══ DATA FOR THE TASK

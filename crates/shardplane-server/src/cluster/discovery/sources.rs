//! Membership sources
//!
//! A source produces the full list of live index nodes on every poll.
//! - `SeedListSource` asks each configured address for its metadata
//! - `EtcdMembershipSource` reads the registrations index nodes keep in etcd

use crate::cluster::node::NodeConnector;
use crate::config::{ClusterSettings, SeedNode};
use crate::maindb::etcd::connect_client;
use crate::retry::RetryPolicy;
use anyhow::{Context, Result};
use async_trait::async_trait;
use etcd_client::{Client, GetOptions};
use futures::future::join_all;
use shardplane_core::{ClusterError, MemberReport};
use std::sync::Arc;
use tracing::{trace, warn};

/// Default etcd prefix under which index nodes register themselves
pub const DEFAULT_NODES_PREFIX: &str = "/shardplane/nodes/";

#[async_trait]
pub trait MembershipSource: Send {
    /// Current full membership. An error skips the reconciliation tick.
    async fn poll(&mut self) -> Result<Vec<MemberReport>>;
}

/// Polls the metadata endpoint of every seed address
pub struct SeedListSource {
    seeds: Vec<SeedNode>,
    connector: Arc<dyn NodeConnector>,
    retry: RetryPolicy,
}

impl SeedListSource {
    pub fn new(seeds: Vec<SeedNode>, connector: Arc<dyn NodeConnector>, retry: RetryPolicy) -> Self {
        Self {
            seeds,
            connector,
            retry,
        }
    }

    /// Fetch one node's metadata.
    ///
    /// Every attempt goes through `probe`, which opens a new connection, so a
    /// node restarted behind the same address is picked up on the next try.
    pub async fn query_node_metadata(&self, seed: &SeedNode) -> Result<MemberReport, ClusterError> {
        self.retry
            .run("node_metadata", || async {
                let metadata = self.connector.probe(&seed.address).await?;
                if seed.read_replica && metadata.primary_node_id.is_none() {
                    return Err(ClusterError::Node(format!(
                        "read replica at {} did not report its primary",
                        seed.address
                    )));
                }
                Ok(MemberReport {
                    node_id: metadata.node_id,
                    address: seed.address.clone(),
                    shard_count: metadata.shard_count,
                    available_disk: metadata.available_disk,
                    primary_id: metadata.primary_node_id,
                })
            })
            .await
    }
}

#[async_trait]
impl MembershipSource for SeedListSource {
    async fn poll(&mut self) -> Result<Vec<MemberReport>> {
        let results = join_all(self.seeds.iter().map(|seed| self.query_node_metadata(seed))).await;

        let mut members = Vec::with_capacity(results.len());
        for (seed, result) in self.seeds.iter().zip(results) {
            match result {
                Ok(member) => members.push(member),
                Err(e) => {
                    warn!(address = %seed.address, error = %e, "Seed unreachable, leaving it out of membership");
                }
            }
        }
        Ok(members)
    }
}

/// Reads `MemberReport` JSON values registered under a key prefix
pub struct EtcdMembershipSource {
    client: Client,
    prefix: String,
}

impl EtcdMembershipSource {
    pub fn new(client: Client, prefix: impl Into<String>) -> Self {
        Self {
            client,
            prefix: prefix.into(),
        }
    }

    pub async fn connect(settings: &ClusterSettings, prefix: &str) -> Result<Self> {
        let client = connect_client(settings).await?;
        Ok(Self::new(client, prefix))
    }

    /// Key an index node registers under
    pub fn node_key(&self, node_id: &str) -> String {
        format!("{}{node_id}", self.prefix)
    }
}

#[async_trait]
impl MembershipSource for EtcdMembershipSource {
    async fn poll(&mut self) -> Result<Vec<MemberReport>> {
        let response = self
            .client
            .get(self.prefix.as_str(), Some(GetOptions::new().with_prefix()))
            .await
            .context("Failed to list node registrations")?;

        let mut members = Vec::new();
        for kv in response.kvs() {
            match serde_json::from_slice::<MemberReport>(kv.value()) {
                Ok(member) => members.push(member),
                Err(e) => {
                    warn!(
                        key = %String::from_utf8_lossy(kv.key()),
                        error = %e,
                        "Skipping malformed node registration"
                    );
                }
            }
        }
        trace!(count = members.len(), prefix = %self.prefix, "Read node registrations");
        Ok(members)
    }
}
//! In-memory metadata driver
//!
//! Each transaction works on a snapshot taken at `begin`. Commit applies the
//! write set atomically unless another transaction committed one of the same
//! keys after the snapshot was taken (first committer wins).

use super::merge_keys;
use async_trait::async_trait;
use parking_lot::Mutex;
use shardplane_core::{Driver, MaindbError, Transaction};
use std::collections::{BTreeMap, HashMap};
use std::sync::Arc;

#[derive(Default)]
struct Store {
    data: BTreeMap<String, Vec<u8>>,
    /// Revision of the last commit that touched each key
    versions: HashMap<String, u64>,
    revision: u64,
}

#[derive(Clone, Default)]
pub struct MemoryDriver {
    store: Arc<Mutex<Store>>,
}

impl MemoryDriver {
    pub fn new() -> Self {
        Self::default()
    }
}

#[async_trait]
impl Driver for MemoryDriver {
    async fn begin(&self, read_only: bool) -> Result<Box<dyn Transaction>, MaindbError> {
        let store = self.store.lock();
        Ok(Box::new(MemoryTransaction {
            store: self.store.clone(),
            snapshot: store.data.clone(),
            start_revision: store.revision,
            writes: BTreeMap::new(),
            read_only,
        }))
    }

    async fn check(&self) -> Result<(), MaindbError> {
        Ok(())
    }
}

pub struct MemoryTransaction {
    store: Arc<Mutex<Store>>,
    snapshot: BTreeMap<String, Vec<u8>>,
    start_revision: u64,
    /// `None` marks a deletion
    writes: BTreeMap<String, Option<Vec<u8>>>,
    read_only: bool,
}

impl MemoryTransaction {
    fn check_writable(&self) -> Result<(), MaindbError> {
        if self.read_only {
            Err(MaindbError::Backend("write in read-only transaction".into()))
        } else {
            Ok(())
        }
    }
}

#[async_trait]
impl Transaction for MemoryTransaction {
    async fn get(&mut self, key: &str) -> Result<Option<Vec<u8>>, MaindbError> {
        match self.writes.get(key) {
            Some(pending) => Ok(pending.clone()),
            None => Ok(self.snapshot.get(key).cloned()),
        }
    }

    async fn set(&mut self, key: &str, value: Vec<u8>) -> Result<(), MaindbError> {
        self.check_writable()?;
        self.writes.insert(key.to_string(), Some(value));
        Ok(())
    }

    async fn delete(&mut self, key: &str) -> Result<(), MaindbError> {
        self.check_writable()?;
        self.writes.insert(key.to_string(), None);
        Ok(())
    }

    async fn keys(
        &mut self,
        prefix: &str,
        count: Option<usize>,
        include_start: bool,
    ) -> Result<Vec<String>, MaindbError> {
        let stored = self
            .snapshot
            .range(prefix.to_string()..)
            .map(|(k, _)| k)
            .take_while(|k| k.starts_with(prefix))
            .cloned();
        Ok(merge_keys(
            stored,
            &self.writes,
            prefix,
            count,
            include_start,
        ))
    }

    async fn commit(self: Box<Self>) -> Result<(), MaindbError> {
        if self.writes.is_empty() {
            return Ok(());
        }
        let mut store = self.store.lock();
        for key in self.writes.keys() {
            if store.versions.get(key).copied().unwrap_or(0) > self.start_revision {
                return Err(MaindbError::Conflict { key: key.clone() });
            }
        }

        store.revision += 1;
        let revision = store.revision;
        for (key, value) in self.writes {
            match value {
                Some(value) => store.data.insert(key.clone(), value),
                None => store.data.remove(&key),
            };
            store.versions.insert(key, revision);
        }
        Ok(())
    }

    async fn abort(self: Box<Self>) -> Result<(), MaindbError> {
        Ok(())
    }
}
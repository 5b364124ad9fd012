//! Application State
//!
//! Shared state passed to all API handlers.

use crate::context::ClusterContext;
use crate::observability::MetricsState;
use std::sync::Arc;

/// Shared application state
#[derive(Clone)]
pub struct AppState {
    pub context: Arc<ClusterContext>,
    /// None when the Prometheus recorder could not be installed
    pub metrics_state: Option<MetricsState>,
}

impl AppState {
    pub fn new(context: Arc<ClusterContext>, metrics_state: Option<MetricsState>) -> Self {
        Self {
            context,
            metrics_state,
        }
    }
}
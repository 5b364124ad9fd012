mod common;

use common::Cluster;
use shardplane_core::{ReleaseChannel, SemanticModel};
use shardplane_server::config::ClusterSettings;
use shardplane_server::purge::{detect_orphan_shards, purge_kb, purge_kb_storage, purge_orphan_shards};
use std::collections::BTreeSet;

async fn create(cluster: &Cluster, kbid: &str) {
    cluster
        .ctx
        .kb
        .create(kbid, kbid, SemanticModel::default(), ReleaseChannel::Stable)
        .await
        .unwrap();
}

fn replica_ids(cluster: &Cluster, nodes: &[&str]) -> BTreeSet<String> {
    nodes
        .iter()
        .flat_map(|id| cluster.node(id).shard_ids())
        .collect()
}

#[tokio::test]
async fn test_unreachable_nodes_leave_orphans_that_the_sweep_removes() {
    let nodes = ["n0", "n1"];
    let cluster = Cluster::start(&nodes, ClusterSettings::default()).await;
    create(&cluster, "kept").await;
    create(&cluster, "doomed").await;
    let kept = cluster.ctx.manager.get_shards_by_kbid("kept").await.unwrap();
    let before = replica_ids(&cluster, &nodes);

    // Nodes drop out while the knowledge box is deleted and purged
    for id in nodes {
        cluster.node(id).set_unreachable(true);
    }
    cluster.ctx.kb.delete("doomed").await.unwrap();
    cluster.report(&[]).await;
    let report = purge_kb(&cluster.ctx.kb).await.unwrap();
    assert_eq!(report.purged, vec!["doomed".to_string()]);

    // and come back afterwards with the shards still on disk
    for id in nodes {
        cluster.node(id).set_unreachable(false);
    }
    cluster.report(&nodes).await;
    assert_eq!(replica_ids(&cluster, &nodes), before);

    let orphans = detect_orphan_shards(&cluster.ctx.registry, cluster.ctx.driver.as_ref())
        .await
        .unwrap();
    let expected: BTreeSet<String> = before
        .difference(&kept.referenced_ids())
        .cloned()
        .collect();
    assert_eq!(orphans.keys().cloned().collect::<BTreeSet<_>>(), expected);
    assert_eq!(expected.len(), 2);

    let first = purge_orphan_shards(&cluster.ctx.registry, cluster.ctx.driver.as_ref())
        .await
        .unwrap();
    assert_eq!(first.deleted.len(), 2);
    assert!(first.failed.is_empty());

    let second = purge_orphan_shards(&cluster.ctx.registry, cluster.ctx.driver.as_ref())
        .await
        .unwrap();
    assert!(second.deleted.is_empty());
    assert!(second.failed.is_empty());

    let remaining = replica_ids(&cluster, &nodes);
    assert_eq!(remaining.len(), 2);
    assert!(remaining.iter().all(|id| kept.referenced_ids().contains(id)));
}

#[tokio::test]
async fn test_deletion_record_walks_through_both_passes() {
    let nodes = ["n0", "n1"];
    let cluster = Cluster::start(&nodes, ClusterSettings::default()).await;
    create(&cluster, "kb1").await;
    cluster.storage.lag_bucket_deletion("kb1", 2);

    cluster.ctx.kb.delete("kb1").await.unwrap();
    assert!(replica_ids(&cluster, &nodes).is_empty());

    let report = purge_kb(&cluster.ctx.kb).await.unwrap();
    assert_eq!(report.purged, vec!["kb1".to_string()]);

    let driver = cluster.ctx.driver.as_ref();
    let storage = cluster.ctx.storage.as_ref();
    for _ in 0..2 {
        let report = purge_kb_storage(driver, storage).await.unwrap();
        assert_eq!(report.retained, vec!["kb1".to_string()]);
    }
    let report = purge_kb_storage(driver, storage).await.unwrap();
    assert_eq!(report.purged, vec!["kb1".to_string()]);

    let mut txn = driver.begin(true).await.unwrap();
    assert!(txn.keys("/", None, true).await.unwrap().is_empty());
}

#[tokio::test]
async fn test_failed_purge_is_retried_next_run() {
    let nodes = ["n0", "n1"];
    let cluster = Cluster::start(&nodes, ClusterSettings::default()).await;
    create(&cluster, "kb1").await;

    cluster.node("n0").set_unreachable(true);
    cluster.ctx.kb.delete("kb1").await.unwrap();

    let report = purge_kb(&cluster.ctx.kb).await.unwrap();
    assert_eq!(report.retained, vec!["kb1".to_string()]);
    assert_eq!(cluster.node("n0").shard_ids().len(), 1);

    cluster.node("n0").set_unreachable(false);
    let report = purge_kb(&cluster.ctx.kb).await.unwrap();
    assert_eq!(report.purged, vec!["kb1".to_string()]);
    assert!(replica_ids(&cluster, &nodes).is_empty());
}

════

* **PROBLEM DETAILS**
Look through the entries above and list every line containing "retained".

* **REPLY**
        assert_eq!(report.retained, vec!["kb1".to_string()]);
    assert_eq!(report.retained, vec!["kb1".to_string()]);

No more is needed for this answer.